I’m writing this on Friday morning–as I sit by the window in my room in the Pfarrhaus (parsonage) in Lützschena, a village just outside the central city of Leipzig. Birds are singing and the sun is shining on the garden. The bells in the old Castle Church just chimed the hour. It’s a beautiful morning, and this has been a beautiful trip so far. Our hosts have been so gracious–meeting us at the train station and taking us into their homes. (I’m staying with Helge and Anke Voigt, who lived in Minneapolis last year as part of the Leipzig Connection’s pastoral exchange program.) On our very first day here, we were welcomed to a worship service in the historic Nikolai Church (specifically designed to celebrate the Leipzig connection) and invited to share a festive meal (for about 100 people!) in a restaurant right across the street. Then yesterday, on Thursday, we were treated to a spectacular day in Wittenberg, our hosts shepherding us through train stations and from place to place as we shared Bible study and a meal with our Presiding Bishop Elizabeth Eaton and a lively, informative tour of the city of Luther.
Today, on this beautiful morning, my first thought is this: to express gratitude for the remarkable hospitality we have experienced thus far. Our hosts have so much to do in this year of the 500th anniversary of the reformation. And they are treating us like honored guests. It is heartwarming and humbling to receive such gracious hospitality.
A second thought has to do with remembering. We are here in this 500th anniversary year to remember the events of the reformation in Germany. Such remembering was unavoidable as we walked the streets of Wittenberg yesterday. However, one of the things that strikes me about our German hosts is how careful and keen they are to remember well. And that means earnestly seeking to remember not just what is glorious and great in their history, but also that which is painful and difficult to bear. At our opening meeting together, Pastor Voigt passed out information on the Stolpersteine, or “stumbling stones” that one finds around the city–small brass plates embedded in the cobblestone streets with names and birth and death dates of victims of Nazi extermination or persecution. 
You’re walking along a charming cobblestone alley, and then you trip over one of these stumbling stones and you are invited–maybe even forced–to remember one of the most painful, wrenching moments in history. The other evening our hosts took a few of us by a public area in which Jews in Leipzig were held for days before being taken to concentration camps. A monument has been placed there. It’s a boulder-like bronze etched with the words, “Wo ist dein Bruder?” “Where is your brother,” Genesis 4:9. The words of God to Cain after he had killed his brother Abel.
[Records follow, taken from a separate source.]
//! Distinguished names.
//!
//! Only what the changelog needs: parsing, normalization for `targetdn`,
//! and ancestry tests for base/scope matching. Values are compared
//! case-insensitively, which matches the directory's default matching rule
//! for the naming attributes that appear in practice.

use crate::error::{ProtocolError, ProtocolResult};
use std::fmt;
use std::hash::{Hash, Hasher};
use std::str::FromStr;

/// One relative distinguished name component (`type=value`).
#[derive(Debug, Clone)]
pub struct Rdn {
    attr: String,
    value: String,
}

impl Rdn {
    /// Creates an RDN from an attribute type and a raw (already escaped) value.
    pub fn new(attr: impl Into<String>, value: impl Into<String>) -> Self {
        Self {
            attr: attr.into(),
            value: value.into(),
        }
    }

    /// Attribute type as written.
    pub fn attr(&self) -> &str {
        &self.attr
    }

    /// Value as written, escapes preserved.
    pub fn value(&self) -> &str {
        &self.value
    }

    fn normalized(&self) -> String {
        format!(
            "{}={}",
            self.attr.to_ascii_lowercase(),
            self.value.to_lowercase()
        )
    }
}

impl fmt::Display for Rdn {
    fn fmt(&self, f: &mut fmt::Formatter<'_>) -> fmt::Result {
        write!(f, "{}={}", self.attr, self.value)
    }
}

/// A distinguished name, leaf RDN first.
///
/// Equality and hashing use the normalized form.
#[derive(Debug, Clone, Default)]
pub struct Dn {
    rdns: Vec<Rdn>,
}

impl Dn {
    /// The empty (root) DN.
    pub fn root() -> Self {
        Self::default()
    }

    /// Parses a DN string.
    pub fn parse(s: &str) -> ProtocolResult<Self> {
        let trimmed = s.trim();
        if trimmed.is_empty() {
            return Ok(Self::root());
        }

        let mut rdns = Vec::new();
        for component in split_unescaped(trimmed, ',') {
            let (attr, value) = split_first_unescaped(component, '=')
                .ok_or_else(|| ProtocolError::dn(s, "RDN without '='"))?;
            let attr = attr.trim();
            if attr.is_empty() {
                return Err(ProtocolError::dn(s, "empty attribute type"));
            }
            if !attr
                .chars()
                .all(|c| c.is_ascii_alphanumeric() || c == '-' || c == '.')
            {
                return Err(ProtocolError::dn(s, "invalid attribute type"));
            }
            rdns.push(Rdn::new(attr, value.trim()));
        }
        Ok(Self { rdns })
    }

    /// Returns the RDNs, leaf first.
    pub fn rdns(&self) -> &[Rdn] {
        &self.rdns
    }

    /// Returns the leaf RDN, or `None` for the root DN.
    pub fn rdn(&self) -> Option<&Rdn> {
        self.rdns.first()
    }

    /// Returns true for the empty DN.
    pub fn is_root(&self) -> bool {
        self.rdns.is_empty()
    }

    /// Number of RDN components.
    pub fn depth(&self) -> usize {
        self.rdns.len()
    }

    /// Returns the parent DN, or `None` for the root DN.
    pub fn parent(&self) -> Option<Dn> {
        if self.rdns.is_empty() {
            return None;
        }
        Some(Dn {
            rdns: self.rdns[1..].to_vec(),
        })
    }

    /// Returns a new DN with `rdn` added below this one.
    pub fn child(&self, rdn: Rdn) -> Dn {
        let mut rdns = Vec::with_capacity(self.rdns.len() + 1);
        rdns.push(rdn);
        rdns.extend(self.rdns.iter().cloned());
        Dn { rdns }
    }

    /// Returns `self` placed below `suffix`.
    pub fn under(&self, suffix: &Dn) -> Dn {
        let mut rdns = self.rdns.clone();
        rdns.extend(suffix.rdns.iter().cloned());
        Dn { rdns }
    }

    /// Returns true if `self` equals `ancestor` or lies below it.
    pub fn is_descendant_of(&self, ancestor: &Dn) -> bool {
        if ancestor.rdns.len() > self.rdns.len() {
            return false;
        }
        let offset = self.rdns.len() - ancestor.rdns.len();
        self.rdns[offset..]
            .iter()
            .zip(&ancestor.rdns)
            .all(|(a, b)| a.normalized() == b.normalized())
    }

    /// Returns true if `self` is exactly one level below `parent`.
    pub fn is_child_of(&self, parent: &Dn) -> bool {
        self.rdns.len() == parent.rdns.len() + 1 && self.is_descendant_of(parent)
    }

    /// Normalized string form: trimmed components, lowercase types and values.
    pub fn to_normalized_string(&self) -> String {
        self.rdns
            .iter()
            .map(Rdn::normalized)
            .collect::<Vec<_>>()
            .join(",")
    }
}

impl PartialEq for Dn {
    fn eq(&self, other: &Self) -> bool {
        self.rdns.len() == other.rdns.len() && self.is_descendant_of(other)
    }
}

impl Eq for Dn {}

impl Hash for Dn {
    fn hash<H: Hasher>(&self, state: &mut H) {
        self.to_normalized_string().hash(state);
    }
}

impl fmt::Display for Dn {
    fn fmt(&self, f: &mut fmt::Formatter<'_>) -> fmt::Result {
        for (i, rdn) in self.rdns.iter().enumerate() {
            if i > 0 {
                f.write_str(",")?;
            }
            write!(f, "{rdn}")?;
        }
        Ok(())
    }
}

impl FromStr for Dn {
    type Err = ProtocolError;

    fn from_str(s: &str) -> Result<Self, Self::Err> {
        Self::parse(s)
    }
}

/// Splits at every `sep` that is not preceded by a backslash escape.
fn split_unescaped(s: &str, sep: char) -> Vec<&str> {
    let mut parts = Vec::new();
    let mut start = 0;
    let mut escaped = false;
    for (i, c) in s.char_indices() {
        if escaped {
            escaped = false;
        } else if c == '\\' {
            escaped = true;
        } else if c == sep {
            parts.push(&s[start..i]);
            start = i + c.len_utf8();
        }
    }
    parts.push(&s[start..]);
    parts
}

fn split_first_unescaped(s: &str, sep: char) -> Option<(&str, &str)> {
    let mut escaped = false;
    for (i, c) in s.char_indices() {
        if escaped {
            escaped = false;
        } else if c == '\\' {
            escaped = true;
        } else if c == sep {
            return Some((&s[..i], &s[i + c.len_utf8()..]));
        }
    }
    None
}

#[cfg(test)]
mod tests {
    use super::*;

    #[test]
    fn normalizes_case_and_spacing() {
        let dn = Dn::parse("uid=x, ou=People ,DC=Example,dc=com").unwrap();
        assert_eq!(dn.to_normalized_string(), "uid=x,ou=people,dc=example,dc=com");
        assert_eq!(dn.to_string(), "uid=x,ou=People,DC=Example,dc=com");
        assert_eq!(dn.depth(), 4);
    }

    #[test]
    fn root_dn() {
        let root = Dn::parse("").unwrap();
        assert!(root.is_root());
        assert_eq!(root.to_normalized_string(), "");
        assert!(root.parent().is_none());
    }

    #[test]
    fn escaped_comma_stays_in_value() {
        let dn = Dn::parse(r"cn=Smith\, John,o=test").unwrap();
        assert_eq!(dn.depth(), 2);
        assert_eq!(dn.rdn().unwrap().value(), r"Smith\, John");
    }

    #[test]
    fn rejects_malformed() {
        assert!(Dn::parse("uid").is_err());
        assert!(Dn::parse("=x,o=test").is_err());
        assert!(Dn::parse("u id=x").is_err());
    }

    #[test]
    fn ancestry() {
        let base = Dn::parse("cn=changelog").unwrap();
        let entry = Dn::parse("cn=0001,o=test,CN=Changelog").unwrap();
        let child = Dn::parse("o=test,cn=changelog").unwrap();

        assert!(entry.is_descendant_of(&base));
        assert!(base.is_descendant_of(&base));
        assert!(!base.is_descendant_of(&entry));
        assert!(child.is_child_of(&base));
        assert!(!entry.is_child_of(&base));
        assert!(entry.is_descendant_of(&Dn::root()));
    }

    #[test]
    fn equality_uses_normalized_form() {
        assert_eq!(
            Dn::parse("O=Test").unwrap(),
            Dn::parse("o=test").unwrap()
        );
        assert_ne!(Dn::parse("o=test").unwrap(), Dn::parse("o=other").unwrap());
    }

    #[test]
    fn child_and_parent() {
        let base = Dn::parse("cn=changelog").unwrap();
        let child = base.child(Rdn::new("cn", "abc"));
        assert_eq!(child.to_string(), "cn=abc,cn=changelog");
        assert_eq!(child.parent().unwrap(), base);
    }
}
This kind of remembering is so, so hard. And yet it is so necessary. If we have any hope of living honestly, if we want to live with any hope for healing and justice we must learn to remember well. We have much to learn from these German friends. It seems to me that we in the USA have a harder time remembering well. We like our history full of glories and accomplishments. We have a much harder time with ambiguity–and with the sin, evil, and injustice that are so clearly part of our American story, too. 
I’m so grateful to be here, meeting these dear sisters and brothers in Christ. We have important things to learn.